Power out = Torque * angular velocity
(Torque in Nm and angular velocity in rad/s)

well but without using a torque meter ¿how would you measure motor´s
torque?

You can wind a string on the shaft and use it to lift a weight.

You can use F=mg and torque = F*r to find the torque from that.
(assuming steady state)

This is handy because you can also use it to measure speed at the same
time.

that ´s the right answer... I really had thought about that method
but I was unsure of it, but you confirmed to me. Obviously isn´t a
professional solution but for an initial test is okay I guess.
Well, so when I perform the test, ¿could I affirm (by common sense)
that the motor what lift faster the load is the most powerful motor of
both?

The method is actually pretty accurate, as long as the string on the
shaft doesn't pile up into multiple layers (use a long shaft or feed
it back out the other side to another, smaller weight).

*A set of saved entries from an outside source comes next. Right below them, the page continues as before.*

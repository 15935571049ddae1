//! Common utilities and shared types for fitfeed.
//!
//! This crate provides foundational components used across all fitfeed crates:
//!
//! - **Configuration**: Application settings via [`Config`]
//! - **Error handling**: Unified error types via [`AppError`] and [`AppResult`]
//!
//! # Example
//!
//! ```no_run
//! use fitfeed_common::{AppResult, Config};
//!
//! fn example() -> AppResult<()> {
//!     let config = Config::load()?;
//!     println!("Listening on port {}", config.server.port);
//!     Ok(())
//! }
//! ```

pub mod config;
pub mod error;

pub use config::Config;
pub use error::{AppError, AppResult};
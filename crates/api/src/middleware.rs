//! API middleware.

use axum::{body::Body, extract::State, http::Request, middleware::Next, response::Response};
use fitfeed_core::{FollowService, NotificationService, PostService, PushService, UserService};

/// Application state.
#[derive(Clone)]
pub struct AppState {
    pub user_service: UserService,
    pub post_service: PostService,
    pub follow_service: FollowService,
    pub notification_service: NotificationService,
    pub push_service: PushService,
}

/// Authentication middleware.
///
/// Resolves `Authorization: Bearer <token>` to a user and stores it in
/// request extensions. Endpoints decide via [`crate::extractors::AuthUser`]
/// whether authentication is required.
pub async fn auth_middleware(
    State(state): State<AppState>,
    mut req: Request<Body>,
    next: Next,
) -> Response {
    if let Some(auth_header) = req.headers().get("Authorization")
        && let Ok(auth_str) = auth_header.to_str()
        && let Some(token) = auth_str.strip_prefix("Bearer ")
        && let Ok(user) = state.user_service.authenticate_by_token(token).await
    {
        req.extensions_mut().insert(user);
    }

    next.run(req).await
}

But yes, more
suitable for slow or geared motors. And no you can't assume the faster
lifter is more powerful. You'd need to repeat it with different masses
to get a proper picture of performance. Different motors will have
their peak power output at different loadings and speeds - and their
peak efficiency elsewhere again.

If you have a way to measure RPM, Helmut's flywheel method might be
even easier.

In both cases, if it's accelerating, don't forget to take into account
the rotational intertia of the armature.


.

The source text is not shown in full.